5 posts tagged with "Exon-DuckDB"

View All Tags

Exon-DuckDB v0.3 Release

· 4 min read
Trent Hauck
Trent Hauck
Developer

We're happy to announce the release of Exon-DuckDB v0.3. This release includes a number of improvements as well as some bug fixes. See the very bottom of this page for a video walkthrough of the new features.

Dedicated Docs Site

If you're reading this, you've found our new documentation site. This will be the place for API references, tutorials, and other documentation.

Alignment Functions

We've added an initial set of functions that can perform alignment and generate both the score and the CIGAR alignment string. The underlying algorithm is the state-of-the-art Wavefront aligner, which affords very fast alignments.

See the alignment function documentation for more information.

Alignment Scoring

For example, to get the alignment score between two sequences:

SELECT alignment_score('ACGT', 'ACGT');

Or, to find the top 10 sequences that align to a given sequence:

SELECT *
FROM sequences
ORDER BY alignment_score(sequences.sequence, 'ACGT') DESC
LIMIT 10;
info

Sequence alignment tools are currently only available on Mac and Linux.

Alignment CIGAR

You can also get the CIGAR that represents the alignment between two sequences:

SELECT alignment_string('ACGT', 'ACGT');

Schema-on-Read for VCF Files

VCF's are a popular format for storing variant data. We've added schema-on-read for VCF files inferred from the header. This allows you to query VCF files without having to define a schema ahead of time.

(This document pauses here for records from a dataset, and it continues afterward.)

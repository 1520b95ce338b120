use cylpack::entities::{Container, Cylinder, Instance};
use cylpack::eval::{Evaluator, PLACEMENT_PENALTY, Strictness, place, repair};
use cylpack::util::assertions;
use gsf::config::GSFConfig;
use gsf::instances;
use gsf::opt::ga::GeneticOptimizer;
use gsf::opt::{NO_SOLUTION, greedy, random_restart};
use rand::SeedableRng;
use rand::prelude::SmallRng;
use test_case::test_case;

fn instance_by_name(name: &str) -> Instance {
    instances::reference_instances()
        .into_iter()
        .find(|instance| instance.name == name)
        .expect("unknown reference instance")
}

fn unplaceable_instance() -> Instance {
    Instance::new(
        "oversized".to_string(),
        Container::new(4.0, 4.0, 100.0).unwrap(),
        vec![Cylinder::new(1, 6.0, 10.0)],
    )
    .unwrap()
}

#[test_case("basic_01_three_identical")]
#[test_case("basic_02_two_sizes")]
#[test_case("basic_03_varied_sizes")]
#[test_case("challenge_01_tight_packing")]
#[test_case("challenge_02_weight_balance")]
#[test_case("challenge_03_many_small")]
#[test_case("challenge_04_mixed_constraints")]
fn genetic_solver_reports_a_reproducible_best_order(name: &str) {
    let instance = instance_by_name(name);
    let mut config = GSFConfig::default();
    config.n_generations = 40;

    let mut optimizer = GeneticOptimizer::new(&instance, config, SmallRng::seed_from_u64(0));
    let result = optimizer.solve();

    let order = result
        .best_order
        .expect("every evaluated population yields a best order");
    assert!(assertions::order_is_permutation(
        &order,
        instance.cylinders.len()
    ));

    // the weight-aware half of the initial population is placeable on every
    // reference instance, so the placement penalty is never the best score
    assert!(result.best_fitness < PLACEMENT_PENALTY);

    // re-evaluating the reported order reproduces the reported fitness
    let evaluator = Evaluator::new(&instance, Strictness::Full);
    assert_eq!(evaluator.eval_order(&order), result.best_fitness);
}

#[test]
fn genetic_solver_is_reproducible_with_a_fixed_seed() {
    let instance = instance_by_name("challenge_01_tight_packing");
    let mut config = GSFConfig::default();
    config.n_generations = 15;

    let first = GeneticOptimizer::new(&instance, config, SmallRng::seed_from_u64(7)).solve();
    let second = GeneticOptimizer::new(&instance, config, SmallRng::seed_from_u64(7)).solve();

    assert_eq!(first.best_order, second.best_order);
    assert_eq!(first.best_fitness, second.best_fitness);
}

#[test]
fn genetic_solver_with_zero_generations_scores_the_initial_population() {
    let instance = instance_by_name("basic_01_three_identical");
    let mut config = GSFConfig::default();
    config.n_generations = 0;

    let result = GeneticOptimizer::new(&instance, config, SmallRng::seed_from_u64(0)).solve();

    // the weight-aware half of the initial population already solves this
    // instance, so even generation 0 reports a feasible order
    assert_eq!(result.best_fitness, 0);
    assert!(result.best_order.is_some());
}

#[test]
fn genetic_solver_reports_the_placement_penalty_when_nothing_fits() {
    let instance = unplaceable_instance();
    let mut config = GSFConfig::default();
    config.n_generations = 3;

    let result = GeneticOptimizer::new(&instance, config, SmallRng::seed_from_u64(0)).solve();

    assert_eq!(result.best_fitness, PLACEMENT_PENALTY);
    assert_eq!(result.best_order, Some(vec![0]));
}

#[test]
fn greedy_solves_every_basic_instance() {
    for instance in instances::basic_instances() {
        let result = greedy::solve(&instance, &GSFConfig::default());
        assert!(result.best_fitness < PLACEMENT_PENALTY);

        let order = result.best_order.expect("greedy always reports its order");
        let mut layout = place(&order, &instance.cylinders, &instance.container)
            .expect("the descending-weight order is placeable on the basic instances");
        repair(&mut layout);

        assert!(assertions::layout_is_overlap_free(&layout));
        assert!(assertions::layout_is_within_bounds(&layout, 1e-4));

        let evaluator = Evaluator::new(&instance, Strictness::BalanceOnly);
        assert_eq!(evaluator.eval_layout(&layout), result.best_fitness);
    }
}

#[test]
fn greedy_is_deterministic() {
    let instance = instance_by_name("challenge_04_mixed_constraints");
    let config = GSFConfig::default();

    let first = greedy::solve(&instance, &config);
    let second = greedy::solve(&instance, &config);

    assert_eq!(first.best_order, second.best_order);
    assert_eq!(first.best_fitness, second.best_fitness);
}

#[test]
fn greedy_centers_the_three_identical_cylinders() {
    let instance = instance_by_name("basic_01_three_identical");
    let result = greedy::solve(&instance, &GSFConfig::default());

    assert_eq!(result.best_order, Some(vec![0, 1, 2]));
    assert_eq!(result.best_fitness, 0);
}

#[test]
fn random_restart_solves_the_simplest_instance_on_the_first_placed_attempt() {
    let instance = instance_by_name("basic_01_three_identical");
    let config = GSFConfig::default();

    // identical cylinders: every order decodes to the same feasible layout
    let mut rng = SmallRng::seed_from_u64(0);
    let result = random_restart::solve(&instance, &config, &mut rng);

    assert_eq!(result.best_fitness, 0);
    assert!(result.best_order.is_some());
}

#[test]
fn random_restart_with_zero_attempts_returns_no_result() {
    let instance = instance_by_name("basic_01_three_identical");
    let mut config = GSFConfig::default();
    config.n_restart_attempts = 0;

    let mut rng = SmallRng::seed_from_u64(0);
    let result = random_restart::solve(&instance, &config, &mut rng);

    assert_eq!(result.best_order, None);
    assert_eq!(result.best_fitness, NO_SOLUTION);
}

#[test]
fn random_restart_returns_no_result_when_every_attempt_fails_to_place() {
    let instance = unplaceable_instance();
    let config = GSFConfig::default();

    let mut rng = SmallRng::seed_from_u64(0);
    let result = random_restart::solve(&instance, &config, &mut rng);

    assert_eq!(result.best_order, None);
    assert_eq!(result.best_fitness, NO_SOLUTION);
}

For example, given a VCF file with a header like:

##fileformat=VCFv4.1
##FILTER=<ID=PASS,Description="All filters passed">
##INFO=<ID=TEST,Number=1,Type=Integer,Description="Testing Tag">
##FORMAT=<ID=TT,Number=A,Type=Integer,Description="Testing Tag, with commas and \"escapes\" and escaped escapes combined with \\\"quotes\\\\\"">
##INFO=<ID=DP4,Number=4,Type=Integer,Description="# high-quality ref-forward bases, ref-reverse, alt-forward and alt-reverse bases">
##FORMAT=<ID=GT,Number=1,Type=String,Description="Genotype">
##FORMAT=<ID=GQ,Number=1,Type=Integer,Description="Genotype Quality">
##FORMAT=<ID=DP,Number=1,Type=Integer,Description="Read Depth">
##FORMAT=<ID=GL,Number=G,Type=Float,Description="Genotype Likelihood">
##FILTER=<ID=q10,Description="Quality below 10">
##FILTER=<ID=test,Description="Testing filter">
##contig=<ID=1,assembly=b37,length=249250621>
##contig=<ID=2,assembly=b37,length=249250621>
##contig=<ID=3,assembly=b37,length=198022430>
##contig=<ID=4,assembly=b37,length=191154276>
##reference=file:///lustre/scratch105/projects/g1k/ref/main_project/human_g1k_v37.fasta
##readme=AAAAAA
##readme=BBBBBB
##INFO=<ID=AC,Number=A,Type=Integer,Description="Allele count in genotypes">
##INFO=<ID=AN,Number=1,Type=Integer,Description="Total number of alleles in called genotypes">
##INFO=<ID=INDEL,Number=0,Type=Flag,Description="Indicates that the variant is an INDEL.">
##INFO=<ID=STR,Number=1,Type=String,Description="Test string type">

Querying that file will generate an info struct that looks like:

SELECT info.*  -- 'dot-star' unpacks the struct into individual columns
FROM read_vcf_file_records('my.vcf.gz')
LIMIT 5;
TESTDP4ACANINDELSTR
[2]4false
[2]4false
[1, 2, 3, 4][2]4truetest
5[1, 2, 3, 4][1, 1]3false
[2]4false
info

VCF support is currently only available on Mac and Linux.

Querying your LIMS System

One of the many things people have asked for is the ability to work with their LIMS data using our tooling. Moreover many folks use Benchling which an exposes a Data Warehouse in PostgreSQL.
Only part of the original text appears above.